Después de otro par de ignotas puertas venía la peluquería de Nario, un calvo siciliano amante del teatro que, al llegar las ocho, colgaba las tijeras para ensayar, en ese mismo salón, con el conjunto de teatro vocacional del barrio (que integraba Alba, profesora de danzas españolas, una deliciosa asturiana de largo cabello rubio, un poco mayor para mis pretensiones). Al lado vivía el mecánico Carmelo, de familia napolitana, que trabajaba de sol a sol para que su hermano mayor pudiera estudiar medicina y- así de pálido, flaco y ojeroso- se convirtiera en el primer profesional de la tribu (y del barrio si se exceptuaba al farmaceútico, cuya fama para aplicar inyecciones había traspasado las fronteras de Villa Pueyrredón).

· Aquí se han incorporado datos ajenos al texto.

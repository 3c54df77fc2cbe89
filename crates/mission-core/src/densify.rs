//! Curvature-aware path densification.
//!
//! Consecutive waypoints are joined with turn-constrained curves, each curve
//! is sampled densely, and only a handful of "significant" samples per
//! segment are kept: the segment start, the sample at the middle of the
//! segment and the samples with the sharpest heading change. Every selected
//! sample carries its index in the concatenation of all segment samples, and
//! the final order comes from sorting on that index.

use crate::dubins::CurvePlanner;
use crate::models::{FrameTag, ManeuverKind, Pose2D, Waypoint};
use crate::rules::PlannerRules;
use crate::spatial::{planar_distance, wrap_pi};
use std::collections::BTreeMap;

/// Two selected points closer than this are the same point.
const COINCIDENT_M: f64 = 1e-6;

/// A selected sample and where it sits in the full sample sequence.
#[derive(Debug, Clone, Copy, PartialEq)]
pub struct SignificantPoint {
    pub pose: Pose2D,
    pub global_index: usize,
    /// True for the declared mission points (segment starts and the goal)
    pub declared: bool,
}

pub struct PathDensifier<'a, P: CurvePlanner> {
    planner: &'a P,
    turn_radius: f64,
    significant_points: usize,
    sample_step: f64,
}

impl<'a, P: CurvePlanner> PathDensifier<'a, P> {
    pub fn new(planner: &'a P, turn_radius: f64) -> Self {
        let rules = PlannerRules::default();
        Self {
            planner,
            turn_radius,
            significant_points: rules.significant_points_per_segment,
            sample_step: rules.sample_step_m,
        }
    }

    pub fn from_rules(planner: &'a P, rules: &PlannerRules) -> Self {
        Self {
            planner,
            turn_radius: rules.turn_radius_m,
            significant_points: rules.significant_points_per_segment,
            sample_step: rules.sample_step_m,
        }
    }

    /// Number of curvature maxima kept per segment.
    pub fn with_significant_points(mut self, count: usize) -> Self {
        self.significant_points = count;
        self
    }

    pub fn with_sample_step(mut self, step: f64) -> Self {
        self.sample_step = step;
        self
    }

    pub fn turn_radius(&self) -> f64 {
        self.turn_radius
    }

    /// Select the significant points of the whole path, in execution order.
    pub fn select(&self, poses: &[Pose2D]) -> Vec<SignificantPoint> {
        let Some((goal, legs)) = poses.split_last() else {
            return Vec::new();
        };

        let mut selected: BTreeMap<usize, SignificantPoint> = BTreeMap::new();
        let mut offset = 0usize;

        for (i, start) in legs.iter().enumerate() {
            let end = poses[i + 1];
            let samples = self.segment_samples(*start, end);

            selected.insert(
                offset,
                SignificantPoint {
                    pose: *start,
                    global_index: offset,
                    declared: true,
                },
            );

            let mut picks = vec![samples.len() / 2];
            picks.extend(curvature_maxima(&samples, self.significant_points));
            for local in picks {
                let global_index = offset + local;
                selected.entry(global_index).or_insert(SignificantPoint {
                    pose: samples[local],
                    global_index,
                    declared: false,
                });
            }

            offset += samples.len();
        }

        selected.insert(
            offset,
            SignificantPoint {
                pose: *goal,
                global_index: offset,
                declared: true,
            },
        );

        collapse_coincident(selected.into_values())
    }

    /// Densify `poses` into full waypoints.
    ///
    /// Every non-positional attribute comes from `template`, the first
    /// waypoint of the undensified mission.
    pub fn densify(&self, template: &Waypoint, poses: &[Pose2D], name: &str) -> Vec<Waypoint> {
        let points = self.select(poses);
        let total = points.len();
        tracing::debug!(
            input = poses.len(),
            output = total,
            turn_radius = self.turn_radius,
            "Densified path"
        );

        points
            .iter()
            .enumerate()
            .map(|(k, point)| Waypoint {
                name: format!("{}_{}/{}", name, k + 1, total),
                maneuver: ManeuverKind::Goto,
                frame: FrameTag::Utm,
                x: point.pose.x,
                y: point.pose.y,
                heading: Some(point.pose.heading),
                payload: None,
                ..template.clone()
            })
            .collect()
    }

    fn segment_samples(&self, start: Pose2D, end: Pose2D) -> Vec<Pose2D> {
        let samples = self
            .planner
            .connect(start, end, self.turn_radius)
            .map(|curve| self.planner.sample(&curve, self.sample_step))
            .unwrap_or_default();

        if samples.is_empty() {
            tracing::warn!(
                from = ?(start.x, start.y),
                to = ?(end.x, end.y),
                "No turn-constrained curve between waypoints, keeping the endpoints only"
            );
            vec![start]
        } else {
            samples
        }
    }
}

/// Indices of the `k` samples with the largest heading change to their
/// predecessor, ties to the earlier sample, in ascending index order.
pub fn curvature_maxima(samples: &[Pose2D], k: usize) -> Vec<usize> {
    let mut deltas: Vec<(usize, f64)> = samples
        .iter()
        .enumerate()
        .map(|(i, pose)| {
            let delta = match i.checked_sub(1).and_then(|prev| samples.get(prev)) {
                Some(prev) => wrap_pi(pose.heading - prev.heading).abs(),
                None => 0.0,
            };
            (i, delta)
        })
        .collect();

    deltas.sort_by(|a, b| b.1.total_cmp(&a.1).then_with(|| a.0.cmp(&b.0)));

    let mut picked: Vec<usize> = deltas.into_iter().take(k).map(|(i, _)| i).collect();
    picked.sort_unstable();
    picked
}

/// Drop a point that lands on the one before it, preferring to keep
/// declared mission points.
fn collapse_coincident(points: impl Iterator<Item = SignificantPoint>) -> Vec<SignificantPoint> {
    let mut out: Vec<SignificantPoint> = Vec::new();
    for point in points {
        if let Some(last) = out.last_mut() {
            if planar_distance(last.pose.point(), point.pose.point()) < COINCIDENT_M {
                if point.declared && !last.declared {
                    *last = point;
                }
                continue;
            }
        }
        out.push(point);
    }
    out
}

#[cfg(test)]
mod tests {
    use super::*;
    use crate::dubins::DubinsPlanner;
    use crate::models::{SpeedControl, VerticalControl};
    use std::f64::consts::FRAC_PI_2;

    /// Straight-line planner with caller-chosen headings, for exact tests.
    struct StraightLine;

    impl CurvePlanner for StraightLine {
        type Curve = (Pose2D, Pose2D);

        fn connect(&self, from: Pose2D, to: Pose2D, _turn_radius: f64) -> Option<Self::Curve> {
            Some((from, to))
        }

        fn sample(&self, curve: &Self::Curve, step: f64) -> Vec<Pose2D> {
            let (from, to) = *curve;
            let length = (to.x - from.x).hypot(to.y - from.y);
            let n = (length / step).ceil() as usize;
            (0..=n)
                .map(|i| {
                    let t = i as f64 / n as f64;
                    Pose2D::new(
                        from.x + t * (to.x - from.x),
                        from.y + t * (to.y - from.y),
                        from.heading,
                    )
                })
                .collect()
        }
    }

    fn collinear() -> Vec<Pose2D> {
        vec![
            Pose2D::new(0.0, 0.0, 0.0),
            Pose2D::new(10.0, 0.0, 0.0),
            Pose2D::new(20.0, 0.0, 0.0),
        ]
    }

    #[test]
    fn curvature_maxima_prefers_sharpest_then_earliest() {
        let headings = [0.0, 0.0, 0.3, 0.3, 0.1, 0.1, 0.4];
        let samples: Vec<Pose2D> = headings
            .iter()
            .enumerate()
            .map(|(i, h)| Pose2D::new(i as f64, 0.0, *h))
            .collect();

        // deltas: 0, 0, 0.3, 0, 0.2, 0, 0.3
        assert_eq!(curvature_maxima(&samples, 2), vec![2, 6]);
        assert_eq!(curvature_maxima(&samples, 3), vec![2, 4, 6]);
        // only zero deltas left: earliest wins
        assert_eq!(curvature_maxima(&samples, 4), vec![0, 2, 4, 6]);
    }

    #[test]
    fn curvature_maxima_wraps_heading() {
        let samples = vec![
            Pose2D::new(0.0, 0.0, 6.2),
            Pose2D::new(1.0, 0.0, 0.05),
            Pose2D::new(2.0, 0.0, 0.5),
        ];
        // 6.2 -> 0.05 is a small turn across zero, 0.05 -> 0.5 is the larger one
        assert_eq!(curvature_maxima(&samples, 1), vec![2]);
    }

    #[test]
    fn collinear_path_keeps_endpoints_once() {
        let planner = DubinsPlanner;
        let densifier = PathDensifier::new(&planner, 10.0);
        let points = densifier.select(&collinear());

        let first = points.first().unwrap();
        let last = points.last().unwrap();
        assert_eq!((first.pose.x, first.pose.y), (0.0, 0.0));
        assert_eq!((last.pose.x, last.pose.y), (20.0, 0.0));

        let at_middle = points
            .iter()
            .filter(|p| (p.pose.x - 10.0).abs() < 1e-6 && p.pose.y.abs() < 1e-6)
            .count();
        assert_eq!(at_middle, 1);

        for pair in points.windows(2) {
            assert!(pair[0].global_index < pair[1].global_index);
            assert!(planar_distance(pair[0].pose.point(), pair[1].pose.point()) > COINCIDENT_M);
        }
    }

    #[test]
    fn selection_is_ordered_by_sample_index() {
        let planner = StraightLine;
        let densifier = PathDensifier::new(&planner, 10.0);
        let points = densifier.select(&collinear());

        // Each 10 m segment has 11 samples (both ends), picks: start, middle,
        // and the two earliest zero-delta samples.
        let indices: Vec<usize> = points.iter().map(|p| p.global_index).collect();
        assert_eq!(indices, vec![0, 1, 5, 11, 12, 16, 22]);
        let xs: Vec<f64> = points.iter().map(|p| p.pose.x).collect();
        assert_eq!(xs, vec![0.0, 1.0, 5.0, 10.0, 11.0, 15.0, 20.0]);
    }

    #[test]
    fn curved_path_follows_execution_order() {
        let planner = DubinsPlanner;
        let densifier = PathDensifier::new(&planner, 10.0);
        let poses = vec![
            Pose2D::new(0.0, 0.0, 0.0),
            Pose2D::new(40.0, 0.0, FRAC_PI_2),
            Pose2D::new(40.0, 40.0, FRAC_PI_2),
        ];
        let points = densifier.select(&poses);

        // Start, middle, two maxima per segment plus the goal, minus merges.
        assert!(points.len() >= 4 && points.len() <= 9);
        assert_eq!(points.first().unwrap().pose, poses[0]);
        assert_eq!(points.last().unwrap().pose, poses[2]);
        assert!(points.iter().any(|p| p.pose == poses[1]));
        for pair in points.windows(2) {
            assert!(pair[0].global_index < pair[1].global_index);
        }
    }

    #[test]
    fn densified_waypoints_copy_template_controls() {
        let planner = DubinsPlanner;
        let densifier = PathDensifier::new(&planner, 10.0);
        let template = Waypoint::geographic("first", 58.0, 11.0, 3.5)
            .with_vertical(VerticalControl::Altitude(4.0))
            .with_speed(SpeedControl::Speed(1.2));

        let waypoints = densifier.densify(&template, &collinear(), "transit");
        let n = waypoints.len();
        assert!(n >= 3);
        assert_eq!(waypoints[0].name, format!("transit_1/{n}"));
        assert_eq!(waypoints[n - 1].name, format!("transit_{n}/{n}"));
        for wp in &waypoints {
            assert_eq!(wp.frame, FrameTag::Utm);
            assert_eq!(wp.tolerance_m, 3.5);
            assert_eq!(wp.vertical, VerticalControl::Altitude(4.0));
            assert_eq!(wp.speed, SpeedControl::Speed(1.2));
            assert!(wp.heading.is_some());
        }
    }

    #[test]
    fn degenerate_inputs() {
        let planner = DubinsPlanner;
        let densifier = PathDensifier::new(&planner, 10.0);
        assert!(densifier.select(&[]).is_empty());

        let single = densifier.select(&[Pose2D::new(1.0, 2.0, 0.0)]);
        assert_eq!(single.len(), 1);
        assert!(single[0].declared);
    }
}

Llegamos al pasaje con nombre de prócer dominicano: Juan Pablo Duarte (al que siempre confundimos con el hermano de Eva Perón, Juan Duarte, suicidado en esos años en circunstancias poco claras). Allí habitaban varias familias del interior del país, como la de "Anchoíta", el de bigotes finitos y madre prostituta, originarios de San Luis. Fue famosa la anécdota de la progenitora de "Anchoíta" con Mancuso, el petiso y acaudalado metalúrgico italiano de enfrente, que no reproduciré por delicadeza; sí puedo señalar que esa historia casi le cuesta a la muy pía y legítima señora Mancuso el cargo de Presidenta de la Comisión de Damas de la parroquia Nuestra Señora del Huerto, que ocupaba toda una manzana en la otra cuadra. Mancuso fue, durante mucho tiempo, el único vecino que se iba de vacaciones a Mar del Plata. Cuando regresaba, con su espectacular automóvil Henry J, se producía la ceremonia: el magnate apoyaba los pies en la vereda y todos los chicos, en grupo, podíamos ver la arena marplatense que llevaba en sus zapatos, símbolo del paraíso inalcanzable.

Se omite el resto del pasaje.